Biden’s first public act, actually the night before he was officially sworn in as our 46th President was devoid of pomp, of fist-bumping victory. He didn’t begin with himself. He began by acknowledging others.
He did not claim the throne. Rather, he claimed our grief. His first stop: not Blair House but the Lincoln Memorial. And he spoke not of himself or his victory, but of those lost to COVID.
Biden’s first public act was not an act of policy or program, but a solemn act of healing. The person singing “Amazing Grace” there with him was not an opera star but a nurse, Lori Marie Key, who had calmed dying COVID patients and her overworked fellow nurses with her singing. Biden’s words to her reflected his deep familiarity with grief and loss, “If there are angels in heaven, they are… nurses.”

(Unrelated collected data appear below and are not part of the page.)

use std::sync::Arc;

use async_trait::async_trait;
use mediator_core::{Exchange, Processor};

use super::{LoadBalanceError, LoadBalancer, LoadBalancerRegistry};

/// A user policy resolved by reference name; everything is delegated to it.
pub struct CustomLoadBalancer {
    reference: String,
    delegate: Arc<dyn LoadBalancer>,
}

impl CustomLoadBalancer {
    /// Looks up `reference` in `registry`.
    ///
    /// # Errors
    ///
    /// `LoadBalanceError::UnknownReference` if nothing is registered under that name.
    pub fn resolve(reference: &str, registry: &LoadBalancerRegistry) -> Result<Self, LoadBalanceError> {
        let delegate = registry
            .get(reference)
            .ok_or_else(|| LoadBalanceError::UnknownReference(reference.to_string()))?;
        Ok(Self {
            reference: reference.to_string(),
            delegate,
        })
    }

    #[must_use]
    pub fn reference(&self) -> &str {
        &self.reference
    }
}

#[async_trait]
impl LoadBalancer for CustomLoadBalancer {
    fn name(&self) -> &'static str {
        "custom"
    }

    fn select(&self, candidates: usize, exchange: &Exchange) -> Result<usize, LoadBalanceError> {
        self.delegate.select(candidates, exchange)
    }

    async fn process(
        &self,
        targets: &[Arc<dyn Processor>],
        exchange: &mut Exchange,
    ) -> Result<(), LoadBalanceError> {
        self.delegate.process(targets, exchange).await
    }
}

#[cfg(test)]
mod tests {
    use mediator_core::MockEndpoint;

    use super::*;

    /// Always sends to the last candidate.
    struct LastOne;

    impl LoadBalancer for LastOne {
        fn name(&self) -> &'static str {
            "last_one"
        }

        fn select(&self, candidates: usize, _exchange: &Exchange) -> Result<usize, LoadBalanceError> {
            candidates.checked_sub(1).ok_or(LoadBalanceError::NoCandidates)
        }
    }

    #[tokio::test]
    async fn delegates_to_registered_policy() {
        let registry = LoadBalancerRegistry::new();
        registry.register("last", Arc::new(LastOne));
        let lb = CustomLoadBalancer::resolve("last", &registry).unwrap();
        assert_eq!(lb.reference(), "last");

        let a = Arc::new(MockEndpoint::new("mock:a"));
        let b = Arc::new(MockEndpoint::new("mock:b"));
        let targets: Vec<Arc<dyn Processor>> = vec![a.clone(), b.clone()];
        lb.process(&targets, &mut Exchange::new()).await.unwrap();

        assert_eq!(a.attempts(), 0);
        assert_eq!(b.received_count(), 1);
    }

    #[test]
    fn unknown_reference_is_an_error() {
        let registry = LoadBalancerRegistry::new();
        assert!(matches!(
            CustomLoadBalancer::resolve("missing", &registry),
            Err(LoadBalanceError::UnknownReference(ref name)) if name == "missing"
        ));
    }
}
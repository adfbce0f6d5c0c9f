//! Background dispatch loop feeding deliveries through the pipeline.

use std::sync::Arc;

use async_trait::async_trait;
use mediator_core::Exchange;
use tokio::sync::{mpsc, oneshot};
use tokio_util::task::TaskTracker;
use tower::ServiceExt;
use tracing::{debug, warn};

use super::delivery::{Delivery, DispatchError};
use super::middleware::DispatchPipeline;
use super::worker::{BackgroundRunnable, BackgroundWorker};
use crate::config::DispatchConfig;

// ---------------------------------------------------------------------------
// DeliveryListener
// ---------------------------------------------------------------------------

/// Observer of every finished delivery.
pub trait DeliveryListener: Send + Sync {
    fn on_success(&self, route_id: &str, exchange: &Exchange);

    fn on_failure(&self, route_id: &str, error: &DispatchError);
}

/// Listener that only logs.
#[derive(Debug, Default)]
pub struct LoggingListener;

impl DeliveryListener for LoggingListener {
    fn on_success(&self, route_id: &str, exchange: &Exchange) {
        debug!(route = route_id, exchange_id = exchange.id(), "delivered");
    }

    fn on_failure(&self, route_id: &str, error: &DispatchError) {
        warn!(route = route_id, outcome = error.outcome(), error = %error, "delivery failed");
    }
}

// ---------------------------------------------------------------------------
// Submission
// ---------------------------------------------------------------------------

type Reply = oneshot::Sender<Result<Exchange, DispatchError>>;

/// A delivery queued on the dispatch loop, with an optional reply channel.
pub struct Submission {
    delivery: Delivery,
    reply: Option<Reply>,
}

// ---------------------------------------------------------------------------
// DispatchRunnable
// ---------------------------------------------------------------------------

struct DispatchRunnable {
    pipeline: DispatchPipeline,
    listener: Arc<dyn DeliveryListener>,
    in_flight: TaskTracker,
}

#[async_trait]
impl BackgroundRunnable for DispatchRunnable {
    type Task = Submission;

    async fn run(&mut self, task: Submission) {
        let pipeline = self.pipeline.clone();
        let listener = Arc::clone(&self.listener);
        // Deliveries run concurrently; the load-shed layer bounds them.
        self.in_flight.spawn(async move {
            let Submission { delivery, reply } = task;
            let route_id = delivery.route_id.clone();
            let result = pipeline.oneshot(delivery).await;
            match &result {
                Ok(exchange) => listener.on_success(&route_id, exchange),
                Err(err) => listener.on_failure(&route_id, err),
            }
            if let Some(reply) = reply {
                let _ = reply.send(result);
            }
        });
    }

    async fn on_tick(&mut self) {
        debug!(in_flight = self.in_flight.len(), "dispatch loop tick");
    }

    async fn shutdown(&mut self) {
        self.in_flight.close();
        self.in_flight.wait().await;
        debug!("dispatch loop drained");
    }
}

// ---------------------------------------------------------------------------
// DispatchSource
// ---------------------------------------------------------------------------

/// Cloneable handle for submitting deliveries to a running dispatch loop.
#[derive(Clone)]
pub struct DispatchSource {
    tx: mpsc::Sender<Submission>,
}

impl DispatchSource {
    /// Queues a delivery; its outcome goes to the listener only.
    ///
    /// # Errors
    ///
    /// Returns an error if the dispatch loop has stopped.
    pub async fn submit(&self, delivery: Delivery) -> anyhow::Result<()> {
        self.tx
            .send(Submission {
                delivery,
                reply: None,
            })
            .await
            .map_err(|_| anyhow::anyhow!("dispatch loop stopped"))
    }

    /// Queues a delivery and waits for its outcome.
    ///
    /// # Errors
    ///
    /// The delivery's `DispatchError`, or `DispatchError::Rejected` if the
    /// loop stopped before answering.
    pub async fn request(&self, delivery: Delivery) -> Result<Exchange, DispatchError> {
        let (reply, rx) = oneshot::channel();
        self.tx
            .send(Submission {
                delivery,
                reply: Some(reply),
            })
            .await
            .map_err(|_| DispatchError::Rejected("dispatch loop stopped".to_string()))?;
        rx.await
            .map_err(|_| DispatchError::Rejected("dispatch loop dropped the delivery".to_string()))?
    }
}

// ---------------------------------------------------------------------------
// DispatchLoop
// ---------------------------------------------------------------------------

/// Consumes submitted deliveries and runs each through the dispatch pipeline.
///
/// Stopping the loop closes intake, dispatches what is already queued and
/// waits for every in-flight delivery.
pub struct DispatchLoop {
    worker: BackgroundWorker<DispatchRunnable>,
    source: DispatchSource,
}

impl DispatchLoop {
    /// Spawns the loop on the current tokio runtime.
    #[must_use]
    pub fn start(
        pipeline: DispatchPipeline,
        listener: Arc<dyn DeliveryListener>,
        config: &DispatchConfig,
    ) -> Self {
        let runnable = DispatchRunnable {
            pipeline,
            listener,
            in_flight: TaskTracker::new(),
        };
        let worker = BackgroundWorker::start(runnable, config.tick_interval(), config.channel_capacity);
        let source = DispatchSource {
            tx: worker.sender(),
        };
        Self { worker, source }
    }

    #[must_use]
    pub fn source(&self) -> DispatchSource {
        self.source.clone()
    }

    #[must_use]
    pub fn is_running(&self) -> bool {
        self.worker.is_running()
    }

    /// Stops intake and waits for in-flight deliveries to finish.
    pub async fn stop(&mut self) {
        self.worker.stop().await;
    }
}

// ---------------------------------------------------------------------------
// Tests
// ---------------------------------------------------------------------------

Our outgoing president boasted about how many had attended his inauguration. Biden quietly honored those not there, the 400,000 victims of COVID.
Biden did this at sunset at the Lincoln Memorial, which was framed by the Reflecting Pool. There were no trumpets or drums, roaring crowds, or soaring aircraft. Only silence: not the silence of dread or emptiness, but the silence of reverence, of awe, a worshipful silence of remembrance for those who had died –the first step in healing.
And so on a cold, clear night, the sun setting behind the Lincoln Memorial, lights flanking the Reflecting Pool now lit, the nation began to heal.
The next day our new poet laureate Amanda Gorman concluded with light: “There will always be light/If only we’re brave enough to see it/If only we’re brave enough to be it.”